Adam Blatner
Words and Images from the Mind of Adam Blatner
Action Explorations
Originally posted on April 18, 2012
This is my term for a class of activities that used to be lumped with drama, psychodrama, applied drama—e.g., my anthology on Interactive & Improvisational Drama. I’ve changed my mind, though—I think it’s better to call this category “action explorations”—or, as an alternative, “exploratory enactments.” I am re-writing my two major books on psychodrama, updating them, and using that title, for several reasons:
Most people think of drama as equivalent to theatre. Among theatre artists, drama is a more inclusive term, but few else know this. Drama (or theatre) to most is scripted, rehearsed, performed by actors as a polished product to a relatively passive audience for purposes of entertainment, and our culture is full of not just stage plays, but movies, television programs, all kinds of shows, DVDs, and so forth.
There is another type of activity that utilizes a few elements of drama—enacted story, people playing roles, a special area or stage-like setting in which what is enacted counts as the “story” and not real life—but other than that, differs significantly: It is improvised, not scripted or rehearsed; it’s played by ordinary people being helped to explore, understand better, find a more creative solution; it interacts with a small group who are encouraging and interested, along with the main players, with finding those better solutions or understanding more.
I think these differences are crucial and deserve to be highlighted, not played down. Action explorations belongs in the schools as a major way for people to learn experientially. It is especially good for learning about the complexities of human problems, the art of people-helping (medicine, therapy, counseling, being a chaplain, minister, parenting, teaching, coaching, etc.), or for learning with greater understanding about history, anthropology, political science, sociology, psychology, communications, and many other subjects having to do with people’s minds, relationships, and socio-cultural systems. It’s good in the training of lawyers, police, and others who have to deal with more critical situations, for peacemaking instead of combat, for diplomacy and leadership. Promoting team-building and problem solving in business would be better done using action explorations, because people get more involved and learn better by doing rather than hearing “about.”
Some of the words used to describe action explorations have become problematic:
Psychodrama—I love it, I’ve written innumerable articles and some books about it, but!— journalists have begun to misuse the term to refer to any messy, psychologically-infused predicament. If definitions change by use rather than by prescription, more people are being exposed to this mis-use, and there are hundreds more journalists learning this new word than there are psychodramatists who can correct them. Psychodrama is supposed to be liberating, consciousness-raising, not reflective of just how fools can dig themselves in deeper.
Of course the parts of the word are problematic, too: Psycho seems both psychotic—and dangerously so—people think of Alfred Hitchock’s scary movie about the mad but clever killer, “Psycho.” They also think of the caricature of psychoanalysis, the bearded guy, the couch, the subject of so many cartoons. “Drama” is associated with overly-dramatizing, with the peccadillos of celebrities, and no one wants to be known as a “drama queen.” So, squirming because these were not meant to be the associations called up, I bow to recognizing that in fact this is what most folks think about when they hear the word. I don’t think we’re gonna change that, so how about if we change the term?
I include in this umbrella category of action explorations the following: Drama therapy (which often goes beyond the sick role or medical model and deals with people who are not in “therapy’ per se); Process drama in education—building on the work of Dorothy Heathcote in England and many others—a way of learning by doing that I think has great promise; sociodrama—using psychodramatic methods to help groups explore the complexities of the roles they play; role training, helping people perform their role more effectively—similar to the simulations training of pilots and astronauts, or military maneuvers to detect and rectify glitches in planning with large systems; spontaneity training, improv classes, imagination development—wholesome activities just for fun; empathy training—skills for enhancing understanding; improv training in business and organizations; and so forth.

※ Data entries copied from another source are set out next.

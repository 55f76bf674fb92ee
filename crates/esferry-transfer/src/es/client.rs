//! HTTP client for the Elasticsearch cluster
//!
//! Thin reqwest wrapper around the three cluster APIs the pipeline uses:
//! count, scroll, and the index listing. Every search-shaped response has its
//! shard stats checked before documents are handed out.

use crate::es::{endpoints, types::*};
use esferry_common::{Result, TransferError};
use reqwest::Client;
use serde_json::{json, Value};
use std::time::Duration;
use tracing::debug;

// ============================================================================
// Elasticsearch Client Constants
// ============================================================================

/// Default timeout for cluster requests in seconds.
/// Can be overridden via ESFERRY_ES_TIMEOUT_SECS environment variable.
/// Generous because scroll pages over a loaded cluster are slow.
pub const DEFAULT_ES_TIMEOUT_SECS: u64 = 300;

/// Default cluster URL when not specified via environment variable.
pub const DEFAULT_ES_URL: &str = "http://localhost:9200";

/// How long the cluster keeps a scroll context alive between pages.
pub const SCROLL_KEEPALIVE: &str = "5m";

/// Client for the cluster holding the job-monitoring records
#[derive(Debug, Clone)]
pub struct EsClient {
    client: Client,
    base_url: String,
    auth: Option<(String, String)>,
}

impl EsClient {
    /// Create a new client without authentication
    pub fn new(base_url: String) -> Result<Self> {
        let timeout_secs = std::env::var("ESFERRY_ES_TIMEOUT_SECS")
            .ok()
            .and_then(|s| s.parse().ok())
            .unwrap_or(DEFAULT_ES_TIMEOUT_SECS);

        let client = Client::builder()
            .timeout(Duration::from_secs(timeout_secs))
            .build()?;

        Ok(Self {
            client,
            base_url,
            auth: None,
        })
    }

    /// Create for a known URL, picking up credentials from the environment
    ///
    /// `ESFERRY_ES_USERNAME` / `ESFERRY_ES_PASSWORD` enable basic auth; they
    /// must be set together. Credentials are taken from the environment only,
    /// never from flags.
    pub fn with_env_auth(base_url: String) -> Result<Self> {
        let mut client = Self::new(base_url)?;

        let username = std::env::var("ESFERRY_ES_USERNAME").ok();
        let password = std::env::var("ESFERRY_ES_PASSWORD").ok();
        client.auth = match (username, password) {
            (Some(user), Some(pass)) => Some((user, pass)),
            (None, None) => None,
            _ => {
                return Err(TransferError::config(
                    "ESFERRY_ES_USERNAME and ESFERRY_ES_PASSWORD must be set together",
                ))
            },
        };

        Ok(client)
    }

    /// Set basic auth credentials
    pub fn with_auth(mut self, username: impl Into<String>, password: impl Into<String>) -> Self {
        self.auth = Some((username.into(), password.into()));
        self
    }

    /// Count the documents an index (or pattern) holds for a query
    pub async fn count(&self, index: &str, query: &Value) -> Result<u64> {
        let url = endpoints::count_url(&self.base_url, index);
        let body = json!({ "query": query });

        let response = self
            .request(self.client.post(&url).json(&body))
            .send()
            .await?
            .error_for_status()?;

        let count: CountResponse = response.json().await?;
        count.shards.ensure_complete()?;

        Ok(count.count)
    }

    /// Open a scroll over an index (or pattern) and fetch the first page
    pub async fn open_scroll(
        &self,
        index: &str,
        query: &Value,
        page_size: usize,
        slice: Option<Slice>,
    ) -> Result<ScrollPage> {
        let url = endpoints::open_scroll_url(&self.base_url, index, SCROLL_KEEPALIVE);
        let mut body = json!({ "size": page_size, "query": query });
        if let Some(slice) = slice {
            body["slice"] = json!({ "id": slice.id, "max": slice.max });
        }

        let response = self
            .request(self.client.post(&url).json(&body))
            .send()
            .await?
            .error_for_status()?;

        self.into_page(response).await
    }

    /// Fetch the next page of an open scroll
    pub async fn continue_scroll(&self, scroll_id: &str) -> Result<ScrollPage> {
        let url = endpoints::continue_scroll_url(&self.base_url);
        let body = json!({ "scroll": SCROLL_KEEPALIVE, "scroll_id": scroll_id });

        let response = self
            .request(self.client.post(&url).json(&body))
            .send()
            .await?
            .error_for_status()?;

        self.into_page(response).await
    }

    /// Release a scroll context early. Best effort: the context expires on
    /// its own after the keepalive anyway.
    pub async fn clear_scroll(&self, scroll_id: &str) {
        let url = endpoints::clear_scroll_url(&self.base_url);
        let body = json!({ "scroll_id": [scroll_id] });

        let result = self
            .request(self.client.delete(&url).json(&body))
            .send()
            .await;
        if let Err(e) = result {
            debug!(error = %e, "failed to clear scroll context");
        }
    }

    /// List indices matching a pattern, with document counts and sizes
    pub async fn cat_indices(&self, pattern: &str) -> Result<Vec<CatIndexRow>> {
        let url = endpoints::cat_indices_url(&self.base_url, pattern);

        let response = self
            .request(self.client.get(&url))
            .send()
            .await?
            .error_for_status()?;

        let rows: Vec<CatIndexRow> = response.json().await?;
        Ok(rows)
    }

    /// Get the base URL
    pub fn base_url(&self) -> &str {
        &self.base_url
    }

    fn request(&self, builder: reqwest::RequestBuilder) -> reqwest::RequestBuilder {
        match &self.auth {
            Some((user, pass)) => builder.basic_auth(user, Some(pass)),
            None => builder,
        }
    }

    async fn into_page(&self, response: reqwest::Response) -> Result<ScrollPage> {
        let parsed: ScrollResponse = response.json().await?;
        parsed.shards.ensure_complete()?;

        let docs = parsed.hits.hits.into_iter().map(|hit| hit.source).collect();
        Ok(ScrollPage {
            scroll_id: parsed.scroll_id,
            docs,
        })
    }
}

There are several intermediate forms such as Playback Theatre or Theatre of the Oppressed that partake of a bit more of the theatre but also are different from conventional types of drama.
So those are some of my reasons for promoting this new category. Things keep evolving when one thinks about them in a changing world.

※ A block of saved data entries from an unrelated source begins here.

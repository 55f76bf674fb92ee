//! Elasticsearch endpoint URL builders
//!
//! Helper functions to construct cluster API URLs.

/// Build the count endpoint URL for an index or pattern
pub fn count_url(base_url: &str, index: &str) -> String {
    format!("{}/{}/_count", base_url, index)
}

/// Build the search URL opening a scroll over an index or pattern
pub fn open_scroll_url(base_url: &str, index: &str, keepalive: &str) -> String {
    format!("{}/{}/_search?scroll={}", base_url, index, keepalive)
}

/// Build the scroll continuation URL
pub fn continue_scroll_url(base_url: &str) -> String {
    format!("{}/_search/scroll", base_url)
}

/// Build the scroll cleanup URL
pub fn clear_scroll_url(base_url: &str) -> String {
    format!("{}/_search/scroll", base_url)
}

/// Build the index listing URL for a pattern
pub fn cat_indices_url(base_url: &str, pattern: &str) -> String {
    format!("{}/_cat/indices/{}?format=json&bytes=b", base_url, pattern)
}

#[cfg(test)]
mod tests {
    use super::*;

    #[test]
    fn test_count_url() {
        let url = count_url("http://localhost:9200", "jobs-*");
        assert_eq!(url, "http://localhost:9200/jobs-*/_count");
    }

    #[test]
    fn test_open_scroll_url() {
        let url = open_scroll_url("http://localhost:9200", "jobs-2021-03", "5m");
        assert_eq!(url, "http://localhost:9200/jobs-2021-03/_search?scroll=5m");
    }

    #[test]
    fn test_continue_scroll_url() {
        let url = continue_scroll_url("http://localhost:9200");
        assert_eq!(url, "http://localhost:9200/_search/scroll");
    }

    #[test]
    fn test_cat_indices_url() {
        let url = cat_indices_url("http://localhost:9200", "jobs-*");
        assert_eq!(
            url,
            "http://localhost:9200/_cat/indices/jobs-*?format=json&bytes=b"
        );
    }
}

I would support your decision to change the term to action explorations. And the range of applications is broad. I tend to think that my reality needs some action explorations to help discover creative solutions. How does one begin to explore such a practice and develop appropriate skills to avoid becoming the fool that plunge people deeper into ambiguity? As a method of developing leadership and responsibility, particularly during periods of change and transition It’s a vibrant and exciting prospect.

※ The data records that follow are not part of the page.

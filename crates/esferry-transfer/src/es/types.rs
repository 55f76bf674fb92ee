//! Elasticsearch wire types
//!
//! Matches the response shapes of the cluster APIs the pipeline calls.
//! Documents stay untyped; only the envelopes are modeled.

use esferry_common::records::Document;
use esferry_common::{Result, TransferError};
use serde::{Deserialize, Serialize};

/// Scan partition assigned to one worker.
///
/// The cluster rejects a slice with `max == 1`, so a single-worker scan must
/// not send one; [`Slice::for_worker`] encodes that rule.
#[derive(Debug, Clone, Copy, PartialEq, Eq, Serialize)]
pub struct Slice {
    pub id: u64,
    pub max: u64,
}

impl Slice {
    /// The slice body for worker `id` out of `total`, or None when the scan
    /// is not partitioned at all
    pub fn for_worker(id: u64, total: u64) -> Option<Self> {
        if total > 1 {
            Some(Self { id, max: total })
        } else {
            None
        }
    }
}

/// Shard participation stats attached to every search and count response
#[derive(Debug, Clone, Copy, PartialEq, Eq, Deserialize)]
pub struct ShardStats {
    pub total: u64,
    pub successful: u64,
    #[serde(default)]
    pub skipped: u64,
    pub failed: u64,
}

impl ShardStats {
    /// Fail the unit when any shard did not participate: a partial answer
    /// would silently drop that shard's documents.
    pub fn ensure_complete(&self) -> Result<()> {
        if self.failed > 0 {
            return Err(TransferError::PartialShardFailure {
                successful: self.successful,
                total: self.total,
            });
        }
        Ok(())
    }
}

/// Response of the count endpoint
#[derive(Debug, Deserialize)]
pub struct CountResponse {
    pub count: u64,
    #[serde(rename = "_shards")]
    pub shards: ShardStats,
}

/// Response of a scroll open or continuation request
#[derive(Debug, Deserialize)]
pub struct ScrollResponse {
    #[serde(rename = "_scroll_id")]
    pub scroll_id: Option<String>,
    #[serde(rename = "_shards")]
    pub shards: ShardStats,
    pub hits: HitsEnvelope,
}

#[derive(Debug, Deserialize)]
pub struct HitsEnvelope {
    pub hits: Vec<Hit>,
}

#[derive(Debug, Deserialize)]
pub struct Hit {
    #[serde(rename = "_source")]
    pub source: Document,
}

/// One page of a scan: the documents plus the id to continue with
#[derive(Debug)]
pub struct ScrollPage {
    pub scroll_id: Option<String>,
    pub docs: Vec<Document>,
}

/// One row of the index listing.
///
/// Counts and sizes come back as strings, and are null for closed indices.
#[derive(Debug, Clone, Deserialize)]
pub struct CatIndexRow {
    pub index: String,
    #[serde(rename = "docs.count")]
    pub docs_count: Option<String>,
    #[serde(rename = "store.size")]
    pub store_size: Option<String>,
}

#[cfg(test)]
#[allow(clippy::unwrap_used, clippy::expect_used)]
mod tests {
    use super::*;
    use serde_json::json;

    #[test]
    fn test_slice_for_worker() {
        assert_eq!(Slice::for_worker(0, 1), None);
        assert_eq!(Slice::for_worker(0, 3), Some(Slice { id: 0, max: 3 }));
        assert_eq!(Slice::for_worker(2, 3), Some(Slice { id: 2, max: 3 }));
    }

    #[test]
    fn test_shard_stats_complete() {
        let stats = ShardStats {
            total: 5,
            successful: 5,
            skipped: 0,
            failed: 0,
        };
        assert!(stats.ensure_complete().is_ok());
    }

    #[test]
    fn test_shard_stats_partial_failure() {
        let stats = ShardStats {
            total: 5,
            successful: 4,
            skipped: 0,
            failed: 1,
        };
        let err = stats.ensure_complete().unwrap_err();
        assert!(matches!(
            err,
            TransferError::PartialShardFailure {
                successful: 4,
                total: 5
            }
        ));
    }

    #[test]
    fn test_count_response_deserializes() {
        let response: CountResponse = serde_json::from_value(json!({
            "count": 120000,
            "_shards": { "total": 5, "successful": 5, "skipped": 0, "failed": 0 }
        }))
        .unwrap();

        assert_eq!(response.count, 120000);
        assert_eq!(response.shards.failed, 0);
    }

    #[test]
    fn test_scroll_response_deserializes() {
        let response: ScrollResponse = serde_json::from_value(json!({
            "_scroll_id": "c2Nhbjsx",
            "took": 12,
            "timed_out": false,
            "_shards": { "total": 5, "successful": 5, "failed": 0 },
            "hits": {
                "total": { "value": 2, "relation": "eq" },
                "hits": [
                    { "_index": "jobs-2021-03", "_id": "1", "_source": { "GlobalJobId": "a#1#1" } },
                    { "_index": "jobs-2021-03", "_id": "2", "_source": { "GlobalJobId": "a#2#1" } }
                ]
            }
        }))
        .unwrap();

        assert_eq!(response.scroll_id.as_deref(), Some("c2Nhbjsx"));
        assert_eq!(response.hits.hits.len(), 2);
        assert_eq!(
            response.hits.hits[0].source["GlobalJobId"],
            json!("a#1#1")
        );
    }

    #[test]
    fn test_cat_index_row_with_nulls() {
        let row: CatIndexRow = serde_json::from_value(json!({
            "health": "yellow",
            "status": "close",
            "index": "jobs-2020-01",
            "docs.count": null,
            "store.size": null
        }))
        .unwrap();

        assert_eq!(row.index, "jobs-2020-01");
        assert!(row.docs_count.is_none());
    }
}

I initially wondered if by action explorations the activity extended into real life, as a mode of experential living. Rather than a passive, inactive relationship with one’s occupations action exploration promotes an active embeddedness; one would, for example, place themselves within contexts that imbue interest. Of course such an exploration would need marshalling, coaching. Might people be living this way? I think I live this way. The actors in the drama’s I explore and in which I’m actively involved are real but not always sincere or genuine. It’s real ambiguity. My aim is to discover a beauty to life that perhaps lays behind the acting. But of course I risk losing touch with a sense of reality that might otherwise divide one’s life into the real and unreal – but is that a bad thing?